If with one tire off of the ground and in nutral if the tire spins you have an open differential (peg leg/single tire burnout). If it doesn't spin then you have a positraction rear end. If it is a posi then both rear tires have to be off the ground to allow the rear tires to spin while you count the driveshaft revolutions. If it's an open rearend and both tires off the ground you can get the wrong information.
Jim


----------



## biggeazy-e (Feb 6, 2003)

> _Originally posted by Custom Jim_@Jul 3 2006, 12:37 PM~5708210
> *There are a few possibilites as to what it could be from the factory but who knows as it might have been changed at one point in it's life. The easiest way to find out what you have is to park it on level ground, chock the front tires so the car does not roll or move, jack up one rear tire off of the ground and put the car in nuetral. Mark a spot on the tire and the driveshaft for reference and then slowly spin the rear tire one revolution while seeing how many times the driveshaft rotates.
> If with one tire revolution it spins the driveshaft about 2 3/4's revolution the gears would be 2.73. If it spins a tad over 3 revolutions it's a 3.08. If it spins right about 3 1/2 times then it's a 3.55. A tad under 3 3/4 revolutions it's a 3.73 and a tad over 4 revolutions and it's a 4.11 ratio. A tad over 4 1/2 revolutions would be a 4.56 while a 5.13 ratio would have a tad over 5 driveshaft revolutions per one tire revolution.
> If with one tire off of the ground and in nutral if the tire spins you have an open differential (peg leg/single tire burnout). If it doesn't spin then you have a positraction rear end. If it is a posi then both rear tires have to be off the ground to allow the rear tires to spin while you count the driveshaft revolutions. If it's an open rearend and both tires off the ground you can get the wrong information.
> ...


good info.. :thumbsup:


----------



## Custom Jim (Jul 6, 2004)

> _Originally posted by biggeazy-e_@Jul 3 2006, 12:02 PM~5708660
> *good info.. :thumbsup:
> *


Thanks. I had a buddy years ago that would not tell anyone what gear he had in the back of his car and while it was up on jacks one night with him wrenching on it elsewhere I got underneath, spun the tire, and counted the driveshaft revolutions and found out he had 4.88 gears.

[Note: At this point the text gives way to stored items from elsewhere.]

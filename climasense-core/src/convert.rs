//! Conversion from physical units to the attribute store's fixed-point units
//!
//! Values are scaled by 100 and rounded to the nearest integer, ties away
//! from zero. `f64::round` is not available in `core`, so rounding splits
//! off the integer part with a truncating cast and inspects the remainder.
//! Results outside the target integer range saturate instead of wrapping.

use crate::sample::{SensorSample, WireReading};

/// Scale factor between physical units and centi-units
pub const CENTI_SCALE: f64 = 100.0;

/// Round to the nearest integer, ties away from zero
///
/// NaN maps to 0 and infinities saturate, following `as` cast semantics.
pub fn round_half_away(value: f64) -> i64 {
    let whole = value as i64;
    // Exact: the fractional part of a double is itself representable
    let fraction = value - whole as f64;

    if fraction >= 0.5 {
        whole.saturating_add(1)
    } else if fraction <= -0.5 {
        whole.saturating_sub(1)
    } else {
        whole
    }
}

/// Convert a physical value to saturated signed centi-units
pub fn to_centi_i16(value: f64) -> i16 {
    round_half_away(value * CENTI_SCALE).clamp(i16::MIN as i64, i16::MAX as i64) as i16
}

/// Convert a physical value to saturated unsigned centi-units
pub fn to_centi_u16(value: f64) -> u16 {
    round_half_away(value * CENTI_SCALE).clamp(0, u16::MAX as i64) as u16
}

/// Map a sample to its wire representation
///
/// Pure and stateless: identical samples always produce identical readings.
pub fn to_wire(sample: SensorSample) -> WireReading {
    WireReading {
        temperature_centi: to_centi_i16(sample.temperature_c),
        humidity_centi: to_centi_u16(sample.humidity_rh),
    }
}
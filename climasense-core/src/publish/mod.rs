//! Attribute publishing
//!
//! Writing converted readings to the external attribute store and
//! monitoring how those writes fare over time.

pub mod health;
pub mod publisher;
pub mod store;
pub mod table;

pub use health::{HealthStatus, PublishHealth};
pub use publisher::{AttributePublisher, PublishOutcome, PublishRejected};
pub use store::{AttributeKind, AttributeStore, AttributeValue, EndpointId, Status};
pub use table::AttributeTable;
//! Acquisition task
//!
//! Runs the acquisition scheduler until [`STOP_ACQUISITION`] fires.

use defmt::*;
use embassy_rp::i2c::{Blocking, I2c};
use embassy_rp::peripherals::I2C0;
use embassy_time::Delay;

use climasense_core::config::NodeConfig;
use climasense_core::publish::HealthStatus;
use climasense_core::scheduler::{AcquisitionScheduler, TickObserver};
use climasense_core::source::ActiveSource;
use climasense_drivers::sensor::Sht3x;

use crate::attributes::SharedAttributes;
use crate::channels::{HEALTH_CHANGED, STOP_ACQUISITION};

/// SHT3x on I2C0
pub type NodeSensor = Sht3x<I2c<'static, I2C0, Blocking>, Delay>;

/// Sample source selected by node.toml
pub type NodeSource = ActiveSource<NodeSensor>;

/// Forwards health transitions to the main task
struct HealthForwarder;

impl TickObserver for HealthForwarder {
    fn on_health_change(&mut self, status: HealthStatus) {
        HEALTH_CHANGED.signal(status);
    }
}

#[embassy_executor::task]
pub async fn acquisition_task(source: NodeSource, config: NodeConfig) {
    info!(
        "Acquisition task started: {:?} source on {}",
        source.mode(),
        config.endpoint
    );

    let mut scheduler = AcquisitionScheduler::new(
        config.scheduler,
        config.endpoint,
        source,
        SharedAttributes,
        HealthForwarder,
    );

    let summary = scheduler.run(&mut Delay, &STOP_ACQUISITION).await;

    info!(
        "Acquisition task finished: {} ticks, {} failed",
        summary.ticks, summary.failed_ticks
    );
}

He didn't know I checked out his car this close and later I asked him how he liked the 4.88's and he was shocked I knew he had those gears in there.

The way I explained it it's also a good way to verify things at a junk yard or a swap meet. Some guys will say it's one thing but it's really another. Also just because a housing might have a gear code in it does not mean that's what's in there. Goofy things happen with older cars.

Jim


----------



## biggeazy-e (Feb 6, 2003)

> _Originally posted by Custom Jim_@Jul 3 2006, 03:06 PM~5708979
> *Thanks. I had a buddy years ago that would not tell anyone what gear he had in the back of his car and while it was up on jacks one night with him wrenching on it elsewhere I got underneath, spun the tire, and counted the driveshaft revolutions and found out he had 4.88 gears. He didn't know I checked out his car this close and later I asked him how he liked the 4.88's and he was shocked I knew he had those gears in there.
> 
> The way I explained it it's also a good way to verify things at a junk yard or a swap meet. Some guys will say it's one thing but it's really another. Also just because a housing might have a gear code in it does not mean that's what's in there. Goofy things happen with older cars.
> ...


thats the method i used to find out what i had in my rear end.. i asked the same info on here a few times and got no answer, so i found a site with the same info as you posted... :thumbsup:


----------